3.2.3. High-Performance Liquid Chromatography (HPLC) Analysis of PG

Methanol was used to dissolve the sample. An amount of 3 µL of PG (1 mg/mL) was injected into the HPLC system. C18 column was used to separate the compound by using 70% MeOH in water adjusted to pH 3.0 by using 10 mM ammonium acetate as mobile phase. The column was set for a flowrate of 0.8 mL/min and was kept at 30 °C for 20 min. The PG was detected at 535 nm.

3.2.4. Biological Activity Assays

Some biological effects such as antioxidant capacity, anti-nitric oxide activity, and acetylcholinesterase inhibition were tested. Of these, the DPPH radical scavenging activity assay was used to evaluate the antioxidant effect of PG, and this assay was conducted according to the method in the previous study [65]. The anti-nitric oxide and acetylcholinesterase inhibitory activities were assayed following Nguyen et al. 2018 [66] and Tan et al. 2028 [39], respectively. α-tocopherol, homogentisic acid, and berberine chloride were used as the standard compounds for the DPPH radical scavenging activity, anti-NO, and acetylcholinesterase inhibition assays, respectively.

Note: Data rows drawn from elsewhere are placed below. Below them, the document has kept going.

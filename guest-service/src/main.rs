use anyhow::{Context, Result};
use guestlist_shared::store::dynamo::{create_client, DynamoFamilyStore};
use guestlist_shared::store::memory::InMemoryFamilyStore;
use log::info;
use std::sync::Arc;

mod config;
mod error;
mod handlers;
mod models;
mod routes;

#[cfg(test)]
mod tests;

use config::{ServiceConfig, StoreBackend};
use routes::create_router_with_store;

#[tokio::main]
async fn main() -> Result<()> {
    // Initialize env_logger
    env_logger::Builder::from_env(env_logger::Env::default().default_filter_or("info")).init();

    info!("Starting Guest Service");

    let config = ServiceConfig::from_env().context("failed to load service configuration")?;
    let events = Arc::new(config.events.clone());
    info!(
        "Event catalog: {}",
        events
            .events()
            .iter()
            .map(|e| e.as_str())
            .collect::<Vec<_>>()
            .join(", ")
    );

    let app = match config.store_backend {
        StoreBackend::DynamoDb => {
            info!("Creating router with DynamoDB store");
            let client = create_client(config.dynamodb_endpoint.as_deref()).await;
            let store = Arc::new(DynamoFamilyStore::with_client_and_table(
                client,
                config.table_name.clone(),
            ));
            create_router_with_store(store, events, &config.prefix)
        }
        StoreBackend::Memory => {
            info!("Creating router with in-memory store");
            let store = Arc::new(InMemoryFamilyStore::new());
            create_router_with_store(store, events, &config.prefix)
        }
    };

    // Inside Lambda the runtime API variable is always set
    if std::env::var("AWS_LAMBDA_RUNTIME_API").is_ok() {
        info!("Running under AWS Lambda");
        lambda_http::run(app)
            .await
            .map_err(|e| anyhow::anyhow!("lambda runtime error: {}", e))?;
        return Ok(());
    }

    let addr = config.address();
    let listener = tokio::net::TcpListener::bind(&addr)
        .await
        .with_context(|| format!("failed to bind to {}", addr))?;
    info!("Server is running on {}", addr);

    axum::serve(listener, app).await.context("server error")?;

    Ok(())
}
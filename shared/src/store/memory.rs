use async_trait::async_trait;
use log::debug;
use tokio::sync::RwLock;

use super::FamilyStore;
use crate::error::{Result, StoreError};
use crate::models::Family;

/// Process-local store used for local runs and router tests.
///
/// Records are kept in insertion order so listings are deterministic.
#[derive(Default)]
pub struct InMemoryFamilyStore {
    families: RwLock<Vec<Family>>,
}

impl InMemoryFamilyStore {
    pub fn new() -> Self {
        Self::default()
    }

    pub fn with_families(families: Vec<Family>) -> Self {
        Self {
            families: RwLock::new(families),
        }
    }

    pub async fn len(&self) -> usize {
        self.families.read().await.len()
    }

    pub async fn is_empty(&self) -> bool {
        self.families.read().await.is_empty()
    }
}

fn not_found(id: &str) -> StoreError {
    StoreError::NotFound(format!("Family {} not found", id))
}

#[async_trait]
impl FamilyStore for InMemoryFamilyStore {
    async fn list_families(&self) -> Result<Vec<Family>> {
        Ok(self.families.read().await.clone())
    }

    async fn get_family(&self, id: &str) -> Result<Family> {
        self.families
            .read()
            .await
            .iter()
            .find(|f| f.id == id)
            .cloned()
            .ok_or_else(|| not_found(id))
    }

    async fn create_family(&self, family: Family) -> Result<Family> {
        let mut families = self.families.write().await;
        if families.iter().any(|f| f.id == family.id) {
            return Err(StoreError::AlreadyExists(format!(
                "Family {} already exists",
                family.id
            )));
        }
        debug!("Storing family {}", family.id);
        families.push(family.clone());
        Ok(family)
    }

    async fn replace_family(&self, family: Family) -> Result<Family> {
        let mut families = self.families.write().await;
        let slot = families
            .iter_mut()
            .find(|f| f.id == family.id)
            .ok_or_else(|| not_found(&family.id))?;
        *slot = family.clone();
        Ok(family)
    }

    async fn delete_family(&self, id: &str) -> Result<()> {
        let mut families = self.families.write().await;
        let index = families
            .iter()
            .position(|f| f.id == id)
            .ok_or_else(|| not_found(id))?;
        families.remove(index);
        Ok(())
    }
}
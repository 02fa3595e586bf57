pub mod export_handlers;
pub mod family_handlers;
pub mod stats_handlers;
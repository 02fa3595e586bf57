use axum::{
    http::StatusCode,
    response::{IntoResponse, Response},
    Json,
};
use guestlist_shared::error::{ExportError, StoreError};
use guestlist_shared::validation::ValidationError;
use log::error;
use thiserror::Error;

#[derive(Error, Debug)]
pub enum AppError {
    #[error("{0}")]
    BadRequest(String),

    #[error("{0}")]
    NotFound(String),

    #[error("{0}")]
    Conflict(String),

    #[error("{0}")]
    Internal(String),
}

pub type Result<T> = std::result::Result<T, AppError>;

impl AppError {
    pub fn status(&self) -> StatusCode {
        match self {
            AppError::BadRequest(_) => StatusCode::BAD_REQUEST,
            AppError::NotFound(_) => StatusCode::NOT_FOUND,
            AppError::Conflict(_) => StatusCode::CONFLICT,
            AppError::Internal(_) => StatusCode::INTERNAL_SERVER_ERROR,
        }
    }
}

impl From<StoreError> for AppError {
    fn from(err: StoreError) -> Self {
        match err {
            StoreError::NotFound(msg) => AppError::NotFound(msg),
            StoreError::AlreadyExists(msg) => AppError::Conflict(msg),
            StoreError::Unavailable(msg) | StoreError::Serialization(msg) => {
                error!("Store error: {}", msg);
                AppError::Internal("Failed to access guest records".into())
            }
        }
    }
}

impl From<ExportError> for AppError {
    fn from(err: ExportError) -> Self {
        error!("Export error: {}", err);
        AppError::Internal("Failed to export guest list".into())
    }
}

impl From<ValidationError> for AppError {
    fn from(err: ValidationError) -> Self {
        AppError::BadRequest(err.to_string())
    }
}

impl IntoResponse for AppError {
    fn into_response(self) -> Response {
        let status = self.status();
        let body = Json(serde_json::json!({ "message": self.to_string() }));
        (status, body).into_response()
    }
}
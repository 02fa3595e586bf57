pub mod dynamo_test_utils;
pub mod fixtures;
pub mod http_test_utils;
pub mod test_logging;
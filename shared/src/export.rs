//! Guest list projections for spreadsheet export and printing.

use chrono::NaiveDate;
use serde::Serialize;

use crate::aggregation::{effective_events, EventFilter};
use crate::config::EventCatalog;
use crate::error::ExportError;
use crate::models::{Family, Member};

/// Event label printed for families that have no events at all.
pub const NO_EVENT_LABEL: &str = "Not Set";

const FIXED_COLUMNS: [&str; 3] = ["Family Name", "Member Name", "Gender"];

/// One exported spreadsheet row: a single member with a Yes/No flag per
/// catalog event.
#[derive(Debug, Clone, PartialEq, Eq)]
pub struct GuestListRow {
    pub family_name: String,
    pub member_name: String,
    pub gender: &'static str,
    pub invited: Vec<bool>,
}

impl GuestListRow {
    fn cells(&self) -> impl Iterator<Item = &str> {
        [
            self.family_name.as_str(),
            self.member_name.as_str(),
            self.gender,
        ]
        .into_iter()
        .chain(self.invited.iter().map(|i| if *i { "Yes" } else { "No" }))
    }
}

pub fn guest_list_rows(families: &[Family], catalog: &EventCatalog) -> Vec<GuestListRow> {
    families
        .iter()
        .flat_map(|family| {
            let events = effective_events(family);
            let invited: Vec<bool> = catalog.events().iter().map(|e| events.contains(e)).collect();

            family.members.iter().map(move |member| GuestListRow {
                family_name: family.family_name.clone(),
                member_name: member.name.clone(),
                gender: member.gender.display_name(),
                invited: invited.clone(),
            })
        })
        .collect()
}

/// Renders the guest list as CSV with a header row and CRLF line endings.
pub fn guest_list_csv(families: &[Family], catalog: &EventCatalog) -> Result<String, ExportError> {
    let mut writer = csv::WriterBuilder::new()
        .terminator(csv::Terminator::CRLF)
        .from_writer(vec![]);

    writer.write_record(
        FIXED_COLUMNS
            .iter()
            .copied()
            .chain(catalog.events().iter().map(|e| e.as_str())),
    )?;
    for row in guest_list_rows(families, catalog) {
        writer.write_record(row.cells())?;
    }

    let bytes = writer
        .into_inner()
        .map_err(|e| ExportError::Flush(e.error().to_string()))?;
    Ok(String::from_utf8(bytes)?)
}

/// e.g. `Guest-List-Marriage-morning-2024-02-14.csv`
pub fn export_file_name(filter: &EventFilter, date: NaiveDate) -> String {
    let suffix = match filter.tag() {
        Some(tag) => format!(
            "-{}",
            tag.as_str().split_whitespace().collect::<Vec<_>>().join("-")
        ),
        None => String::new(),
    };
    format!("Guest-List{}-{}.csv", suffix, date.format("%Y-%m-%d"))
}

#[derive(Serialize, Debug, Clone, PartialEq)]
#[serde(rename_all = "camelCase")]
pub struct PrintRow {
    pub family: String,
    pub event: String,
    pub members: Vec<Member>,
    pub member_count: usize,
}

#[derive(Serialize, Debug, Clone, PartialEq)]
#[serde(rename_all = "camelCase")]
pub struct PrintSheet {
    pub filter: String,
    pub total_families: usize,
    pub total_guests: usize,
    pub rows: Vec<PrintRow>,
}

/// Printable guest list with one row per family and event.
///
/// With an event filter only the matching event is listed for each family.
/// Families are expected to be pre-filtered and sorted.
pub fn print_sheet(families: &[Family], filter: &EventFilter) -> PrintSheet {
    let rows: Vec<PrintRow> = families
        .iter()
        .flat_map(|family| {
            let mut labels: Vec<String> = effective_events(family)
                .into_iter()
                .map(|e| e.to_string())
                .collect();
            if labels.is_empty() {
                labels.push(NO_EVENT_LABEL.to_string());
            }
            if let Some(tag) = filter.tag() {
                labels.retain(|l| l == tag.as_str());
            }

            labels.into_iter().map(move |event| PrintRow {
                family: family.family_name.clone(),
                event,
                members: family.members.clone(),
                member_count: family.members.len(),
            })
        })
        .collect();

    PrintSheet {
        filter: filter
            .tag()
            .map(|t| t.to_string())
            .unwrap_or_else(|| "All Events".to_string()),
        total_families: families.len(),
        total_guests: rows.iter().map(|r| r.member_count).sum(),
        rows,
    }
}

#[cfg(test)]
mod tests {
    use super::*;
    use crate::models::Gender;

    fn families() -> Vec<Family> {
        vec![
            Family::new("1", "Sharma, Delhi")
                .with_events(["Engagement", "Sangeet"])
                .with_member("Ravi", Gender::Male)
                .with_member("Priya \"Pia\"", Gender::Female),
            Family::new("2", "Kapoor")
                .with_legacy_event("Devkarya")
                .with_member("Anil", Gender::Male),
            Family::new("3", "Mehta").with_member("Neha", Gender::Female),
        ]
    }

    #[test]
    fn one_row_per_member_with_event_flags() {
        let rows = guest_list_rows(&families(), &EventCatalog::default());

        assert_eq!(rows.len(), 4);
        assert_eq!(rows[0].gender, "Male");
        assert_eq!(rows[0].invited, vec![true, false, true, false, false]);
        assert_eq!(rows[2].member_name, "Anil");
        assert_eq!(rows[2].invited, vec![false, true, false, false, false]);
        assert_eq!(rows[3].invited, vec![false; 5]);
    }

    #[test]
    fn csv_has_header_and_quotes_fields() {
        let csv = guest_list_csv(&families(), &EventCatalog::default()).unwrap();
        let lines: Vec<&str> = csv.split("\r\n").collect();

        assert_eq!(
            lines[0],
            "Family Name,Member Name,Gender,Engagement,Devkarya,Sangeet,Marriage morning,Marriage afternoon reception"
        );
        assert_eq!(lines[1], "\"Sharma, Delhi\",Ravi,Male,Yes,No,Yes,No,No");
        assert_eq!(
            lines[2],
            "\"Sharma, Delhi\",\"Priya \"\"Pia\"\"\",Female,Yes,No,Yes,No,No"
        );
        assert_eq!(lines[3], "Kapoor,Anil,Male,No,Yes,No,No,No");
    }

    #[test]
    fn csv_quotes_embedded_newlines_and_ends_with_crlf() {
        let families = vec![Family::new("1", "Line\nBreak").with_member("Asha", Gender::Female)];
        let catalog = EventCatalog::new(["Sangeet"]).unwrap();
        let csv = guest_list_csv(&families, &catalog).unwrap();

        assert_eq!(
            csv,
            "Family Name,Member Name,Gender,Sangeet\r\n\"Line\nBreak\",Asha,Female,No\r\n"
        );
    }

    #[test]
    fn csv_of_empty_list_is_header_only() {
        let csv = guest_list_csv(&[], &EventCatalog::default()).unwrap();
        assert_eq!(csv.matches("\r\n").count(), 1);
        assert!(csv.starts_with("Family Name,Member Name,Gender,Engagement"));
    }

    #[test]
    fn file_name_includes_event_and_date() {
        let date = NaiveDate::from_ymd_opt(2024, 2, 14).unwrap();
        assert_eq!(
            export_file_name(&EventFilter::All, date),
            "Guest-List-2024-02-14.csv"
        );
        assert_eq!(
            export_file_name(&EventFilter::Only("Marriage  morning".into()), date),
            "Guest-List-Marriage-morning-2024-02-14.csv"
        );
    }

    #[test]
    fn print_sheet_expands_events() {
        let sheet = print_sheet(&families(), &EventFilter::All);

        let rows: Vec<(&str, &str)> = sheet
            .rows
            .iter()
            .map(|r| (r.family.as_str(), r.event.as_str()))
            .collect();
        assert_eq!(
            rows,
            vec![
                ("Sharma, Delhi", "Engagement"),
                ("Sharma, Delhi", "Sangeet"),
                ("Kapoor", "Devkarya"),
                ("Mehta", NO_EVENT_LABEL),
            ]
        );
        assert_eq!(sheet.filter, "All Events");
        assert_eq!(sheet.total_families, 3);
        assert_eq!(sheet.total_guests, 6);
    }

    #[test]
    fn print_sheet_keeps_only_filtered_event() {
        let sheet = print_sheet(&families()[..1], &EventFilter::Only("Sangeet".into()));

        assert_eq!(sheet.rows.len(), 1);
        assert_eq!(sheet.rows[0].event, "Sangeet");
        assert_eq!(sheet.filter, "Sangeet");
        assert_eq!(sheet.total_guests, 2);
    }
}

3.2.5. Docking Study Protocol

The docking simulations were conducted following some typical steps [56,57,67,68,69]:

• Preparation of AChE enzyme before docking performance: The structure data of AChE (DOI:10.2210/pdb1GQR/pdb) was obtained from Worldwide Protein Data Bank. The protein and its 3D protonation were prepared by using the functionality of MOE QuickPrep (Figure 7d) based on the positions of ligand within 4.5 Å and the presence of important amino acids. All of the water molecules were removed before the recreation of enzymic action zones. The active zone (binding site, Figure 8a) of the ligands on the target protein was determined using the site finder function in MOE.
• Preparation of ligands(inhibitor compounds) before docking performance: The structures of the inhibitor compounds (ligands, Figure 7a,b) were prepared using ChemBioOffice 2018 software. The optimized structures of the ligands prepared using the MOE system with optimization parameters of Force field MMFF94x; R-Field 1: 80; cutoff, Rigid water molecules, space group p1, cell size 10, 10, 10; cell shape 90, 90, 90; and gradient 0.01 RMS kcal mol⁻¹ A⁻² [56,69].
• Docking performance between ligands and protein enzyme: The docking simulation calculations were performed on the ligands of cation-PG, neutral-PG, and neutral-BC and towards the target enzyme protein (AChE) using MOE-2015.10 software. The out-put included amino acid compositions in the binding site on AChE, docking score (DS), Root Mean Square Deviation (RMSD), interaction types (bonds), amino acids interacted with by the ligands as well as the distances of the linkages.

4. Conclusions

This current work achieved the enhancement of PG production from Serratia marcescens CC17 using discarded marine shrimp heads in the fermentation process. PG was produced with a high yield level (6310 mg L⁻¹) in large scale production (6.75 L per pilot) by CC17 in a novel designed medium containing 1.5% C/N source (SHP/casein = 9/1), 0.02% K₂SO₄, and 0.025% Ca₃(PO₄)₂ with initial pH 7.0, and fermentation was performed at 28 °C for 8 h. The purified PG demonstrated moderate antioxidant and effective anti-NO and acetylcholinesterase inhibitory activities. The acetylcholinesterase inhibitory activity was further evaluated via a docking study, and there were better binding energy scores and more interactions with various prominent amino acids in the biding site on AChE than for Berberine chloride, a commercial AChE inhibitor. The results of this study suggest that SHP is a good material for the cost-effective production of PG via microbial technology and that PG is a potential candidate for anti-NO and anti-Alzheimer’s drugs.